### [STORED DATA]

impl Default for StorageSettings {
    fn default() -> Self {
        Self {
            backend: StorageBackend::File,
            data_dir: PathBuf::from("aura-data"),
            lmdb_map_size_mb: 64,
        }
    }
}

#[derive(Debug, Clone, PartialEq, Serialize, Deserialize)]
#[serde(deny_unknown_fields, default)]
pub struct LoggingConfig {
    /// `tracing-subscriber` env-filter directive, e.g. `info,aura_sync=debug`.
    pub filter: String,
    pub json: bool,
}

impl Default for LoggingConfig {
    fn default() -> Self {
        Self {
            filter: "info".to_string(),
            json: false,
        }
    }
}

impl AuraConfig {
    /// Load from a TOML file, apply environment overrides and validate.
    pub fn load(path: &Path) -> Result<Self, ConfigError> {
        let mut config = Self::from_path(path)?;
        config.apply_env();
        config.validate()?;
        Ok(config)
    }

    pub fn from_path(path: &Path) -> Result<Self, ConfigError> {
        let contents = std::fs::read_to_string(path).map_err(|e| ConfigError::Io {
            path: path.display().to_string(),
            reason: e.to_string(),
        })?;
        Self::from_toml(&contents)
    }

    pub fn from_toml(contents: &str) -> Result<Self, ConfigError> {
        toml::from_str(contents).map_err(|e| ConfigError::Parse {
            reason: e.to_string(),
        })
    }

    /// Defaults with environment overrides applied.
    pub fn from_env() -> Self {
        let mut config = Self::default();
        config.apply_env();
        config
    }

    /// Override single values from the environment.
    ///
    /// # Environment Variables
    /// - `AURA_CACHE_MAX_SIZE`
    /// - `AURA_CACHE_DEFAULT_TTL_MS`
    /// - `AURA_CACHE_CLEANUP_INTERVAL_MS`
    /// - `AURA_CACHE_PERSIST_INTERVAL_MS`
    /// - `AURA_SMART_REFRESH_INTERVAL_MS`
    /// - `AURA_OFFLINE_SYNC_INTERVAL_MS`
    /// - `AURA_QUEUE_MAX_RETRIES`
    /// - `AURA_DATA_DIR`
    /// - `AURA_LOG` (env-filter directive)
    /// - `AURA_LOG_JSON` (`true`/`false`)
    pub fn apply_env(&mut self) {
        self.apply_overrides(|name| std::env::var(name).ok());
    }

    fn apply_overrides(&mut self, lookup: impl Fn(&str) -> Option<String>) {
        let parsed = |name: &str| lookup(name).and_then(|s| s.parse::<u64>().ok());

        if let Some(v) = lookup("AURA_CACHE_MAX_SIZE").and_then(|s| s.parse().ok()) {
            self.cache.max_size = v;
        }
        if let Some(v) = parsed("AURA_CACHE_DEFAULT_TTL_MS") {
            self.cache.default_ttl_ms = v;
        }
        if let Some(v) = parsed("AURA_CACHE_CLEANUP_INTERVAL_MS") {
            self.cache.cleanup_interval_ms = v;
        }
        if let Some(v) = parsed("AURA_CACHE_PERSIST_INTERVAL_MS") {
            self.cache.persist_interval_ms = v;
        }
        if let Some(v) = parsed("AURA_SMART_REFRESH_INTERVAL_MS") {
            self.sync.smart_refresh_interval_ms = v;
        }
        if let Some(v) = parsed("AURA_OFFLINE_SYNC_INTERVAL_MS") {
            self.sync.offline_sync_interval_ms = v;
        }
        if let Some(v) = lookup("AURA_QUEUE_MAX_RETRIES").and_then(|s| s.parse().ok()) {
            self.queue.max_retries = v;
        }
        if let Some(v) = lookup("AURA_DATA_DIR") {
            self.storage.data_dir = PathBuf::from(v);
        }
        if let Some(v) = lookup("AURA_LOG") {
            self.logging.filter = v;
        }
        if let Some(v) = lookup("AURA_LOG_JSON") {
            self.logging.json = v.to_lowercase() == "true";
        }
    }

    pub fn validate(&self) -> Result<(), ConfigError> {
        if self.cache.max_size == 0 {
            return Err(ConfigError::InvalidValue {
                field: "cache.max_size",
                reason: "must be > 0".to_string(),
            });
        }
        if self.cache.default_ttl_ms == 0 {
            return Err(ConfigError::InvalidValue {
                field: "cache.default_ttl_ms",
                reason: "must be > 0".to_string(),
            });
        }
        if self.cache.cleanup_interval_ms == 0 {
            return Err(ConfigError::InvalidValue {
                field: "cache.cleanup_interval_ms",
                reason: "must be > 0".to_string(),
            });
        }
        if self.cache.persist_interval_ms == 0 {
            return Err(ConfigError::InvalidValue {
                field: "cache.persist_interval_ms",
                reason: "must be > 0".to_string(),
            });
        }
        if self.sync.smart_refresh_interval_ms == 0 {
            return Err(ConfigError::InvalidValue {
                field: "sync.smart_refresh_interval_ms",
                reason: "must be > 0".to_string(),
            });
        }
        if self.sync.offline_sync_interval_ms == 0 {
            return Err(ConfigError::InvalidValue {
                field: "sync.offline_sync_interval_ms",
                reason: "must be > 0".to_string(),
            });
        }
        if !(0.0..=1.0).contains(&self.sync.background_refresh_threshold) {
            return Err(ConfigError::InvalidValue {
                field: "sync.background_refresh_threshold",
                reason: "must be within 0.0..=1.0".to_string(),
            });
        }
        if self.queue.max_retries == 0 {
            return Err(ConfigError::InvalidValue {
                field: "queue.max_retries",
                reason: "must be > 0".to_string(),
            });
        }
        if self.queue.suppress_threshold < self.queue.max_retries {
            return Err(ConfigError::InvalidValue {
                field: "queue.suppress_threshold",
                reason: "must be >= queue.max_retries".to_string(),
            });
        }
        let ttls = [
            ("ttl.profile_ms", self.ttl.profile_ms),
            ("ttl.payment_methods_ms", self.ttl.payment_methods_ms),
            ("ttl.subscription_ms", self.ttl.subscription_ms),
            ("ttl.stripe_customer_ms", self.ttl.stripe_customer_ms),
            ("ttl.token_balance_ms", self.ttl.token_balance_ms),
            ("ttl.purchases_ms", self.ttl.purchases_ms),
            ("ttl.packages_ms", self.ttl.packages_ms),
        ];
        for (field, value) in ttls {
            if value == 0 {
                return Err(ConfigError::InvalidValue {
                    field,
                    reason: "must be > 0".to_string(),
                });
            }
        }
        if self.storage.backend != StorageBackend::Memory
            && self.storage.data_dir.as_os_str().is_empty()
        {
            return Err(ConfigError::InvalidValue {
                field: "storage.data_dir",
                reason: "must not be empty".to_string(),
            });
        }
        if self.storage.backend == StorageBackend::Lmdb && self.storage.lmdb_map_size_mb == 0 {
            return Err(ConfigError::InvalidValue {
                field: "storage.lmdb_map_size_mb",
                reason: "must be > 0".to_string(),
            });
        }
        if self.logging.filter.trim().is_empty() {
            return Err(ConfigError::InvalidValue {
                field: "logging.filter",
                reason: "must not be empty".to_string(),
            });
        }
        Ok(())
    }
}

### [TASK DETAILS]
Each line above must be returned exactly as written.

### [SOLUTION FOR THIS PROBLEM]
impl Default for StorageSettings {
    fn default() -> Self {
        Self {
            backend: StorageBackend::File,
            data_dir: PathBuf::from("aura-data"),
            lmdb_map_size_mb: 64,
        }
    }
}

#[derive(Debug, Clone, PartialEq, Serialize, Deserialize)]
#[serde(deny_unknown_fields, default)]
pub struct LoggingConfig {
    /// `tracing-subscriber` env-filter directive, e.g. `info,aura_sync=debug`.
    pub filter: String,
    pub json: bool,
}

impl Default for LoggingConfig {
    fn default() -> Self {
        Self {
            filter: "info".to_string(),
            json: false,
        }
    }
}

impl AuraConfig {
    /// Load from a TOML file, apply environment overrides and validate.
    pub fn load(path: &Path) -> Result<Self, ConfigError> {
        let mut config = Self::from_path(path)?;
        config.apply_env();
        config.validate()?;
        Ok(config)
    }

    pub fn from_path(path: &Path) -> Result<Self, ConfigError> {
        let contents = std::fs::read_to_string(path).map_err(|e| ConfigError::Io {
            path: path.display().to_string(),
            reason: e.to_string(),
        })?;
        Self::from_toml(&contents)
    }

    pub fn from_toml(contents: &str) -> Result<Self, ConfigError> {
        toml::from_str(contents).map_err(|e| ConfigError::Parse {
            reason: e.to_string(),
        })
    }

    /// Defaults with environment overrides applied.
    pub fn from_env() -> Self {
        let mut config = Self::default();
        config.apply_env();
        config
    }

    /// Override single values from the environment.
    ///
    /// # Environment Variables
    /// - `AURA_CACHE_MAX_SIZE`
    /// - `AURA_CACHE_DEFAULT_TTL_MS`
    /// - `AURA_CACHE_CLEANUP_INTERVAL_MS`
    /// - `AURA_CACHE_PERSIST_INTERVAL_MS`
    /// - `AURA_SMART_REFRESH_INTERVAL_MS`
    /// - `AURA_OFFLINE_SYNC_INTERVAL_MS`
    /// - `AURA_QUEUE_MAX_RETRIES`
    /// - `AURA_DATA_DIR`
    /// - `AURA_LOG` (env-filter directive)
    /// - `AURA_LOG_JSON` (`true`/`false`)
    pub fn apply_env(&mut self) {
        self.apply_overrides(|name| std::env::var(name).ok());
    }

    fn apply_overrides(&mut self, lookup: impl Fn(&str) -> Option<String>) {
        let parsed = |name: &str| lookup(name).and_then(|s| s.parse::<u64>().ok());

        if let Some(v) = lookup("AURA_CACHE_MAX_SIZE").and_then(|s| s.parse().ok()) {
            self.cache.max_size = v;
        }
        if let Some(v) = parsed("AURA_CACHE_DEFAULT_TTL_MS") {
            self.cache.default_ttl_ms = v;
        }
        if let Some(v) = parsed("AURA_CACHE_CLEANUP_INTERVAL_MS") {
            self.cache.cleanup_interval_ms = v;
        }
        if let Some(v) = parsed("AURA_CACHE_PERSIST_INTERVAL_MS") {
            self.cache.persist_interval_ms = v;
        }
        if let Some(v) = parsed("AURA_SMART_REFRESH_INTERVAL_MS") {
            self.sync.smart_refresh_interval_ms = v;
        }
        if let Some(v) = parsed("AURA_OFFLINE_SYNC_INTERVAL_MS") {
            self.sync.offline_sync_interval_ms = v;
        }
        if let Some(v) = lookup("AURA_QUEUE_MAX_RETRIES").and_then(|s| s.parse().ok()) {
            self.queue.max_retries = v;
        }
        if let Some(v) = lookup("AURA_DATA_DIR") {
            self.storage.data_dir = PathBuf::from(v);
        }
        if let Some(v) = lookup("AURA_LOG") {
            self.logging.filter = v;
        }
        if let Some(v) = lookup("AURA_LOG_JSON") {
            self.logging.json = v.to_lowercase() == "true";
        }
    }

    pub fn validate(&self) -> Result<(), ConfigError> {
        if self.cache.max_size == 0 {
            return Err(ConfigError::InvalidValue {
                field: "cache.max_size",
                reason: "must be > 0".to_string(),
            });
        }
        if self.cache.default_ttl_ms == 0 {
            return Err(ConfigError::InvalidValue {
                field: "cache.default_ttl_ms",
                reason: "must be > 0".to_string(),
            });
        }
        if self.cache.cleanup_interval_ms == 0 {
            return Err(ConfigError::InvalidValue {
                field: "cache.cleanup_interval_ms",
                reason: "must be > 0".to_string(),
            });
        }
        if self.cache.persist_interval_ms == 0 {
            return Err(ConfigError::InvalidValue {
                field: "cache.persist_interval_ms",
                reason: "must be > 0".to_string(),
            });
        }
        if self.sync.smart_refresh_interval_ms == 0 {
            return Err(ConfigError::InvalidValue {
                field: "sync.smart_refresh_interval_ms",
                reason: "must be > 0".to_string(),
            });
        }
        if self.sync.offline_sync_interval_ms == 0 {
            return Err(ConfigError::InvalidValue {
                field: "sync.offline_sync_interval_ms",
                reason: "must be > 0".to_string(),
            });
        }
        if !(0.0..=1.0).contains(&self.sync.background_refresh_threshold) {
            return Err(ConfigError::InvalidValue {
                field: "sync.background_refresh_threshold",
                reason: "must be within 0.0..=1.0".to_string(),
            });
        }
        if self.queue.max_retries == 0 {
            return Err(ConfigError::InvalidValue {
                field: "queue.max_retries",
                reason: "must be > 0".to_string(),
            });
        }
        if self.queue.suppress_threshold < self.queue.max_retries {
            return Err(ConfigError::InvalidValue {
                field: "queue.suppress_threshold",
                reason: "must be >= queue.max_retries".to_string(),
            });
        }
        let ttls = [
            ("ttl.profile_ms", self.ttl.profile_ms),
            ("ttl.payment_methods_ms", self.ttl.payment_methods_ms),
            ("ttl.subscription_ms", self.ttl.subscription_ms),
            ("ttl.stripe_customer_ms", self.ttl.stripe_customer_ms),
            ("ttl.token_balance_ms", self.ttl.token_balance_ms),
            ("ttl.purchases_ms", self.ttl.purchases_ms),
            ("ttl.packages_ms", self.ttl.packages_ms),
        ];
        for (field, value) in ttls {
            if value == 0 {
                return Err(ConfigError::InvalidValue {
                    field,
                    reason: "must be > 0".to_string(),
                });
            }
        }
        if self.storage.backend != StorageBackend::Memory
            && self.storage.data_dir.as_os_str().is_empty()
        {
            return Err(ConfigError::InvalidValue {
                field: "storage.data_dir",
                reason: "must not be empty".to_string(),
            });
        }
        if self.storage.backend == StorageBackend::Lmdb && self.storage.lmdb_map_size_mb == 0 {
            return Err(ConfigError::InvalidValue {
                field: "storage.lmdb_map_size_mb",
                reason: "must be > 0".to_string(),
            });
        }
        if self.logging.filter.trim().is_empty() {
            return Err(ConfigError::InvalidValue {
                field: "logging.filter",
                reason: "must not be empty".to_string(),
            });
        }
        Ok(())
    }
}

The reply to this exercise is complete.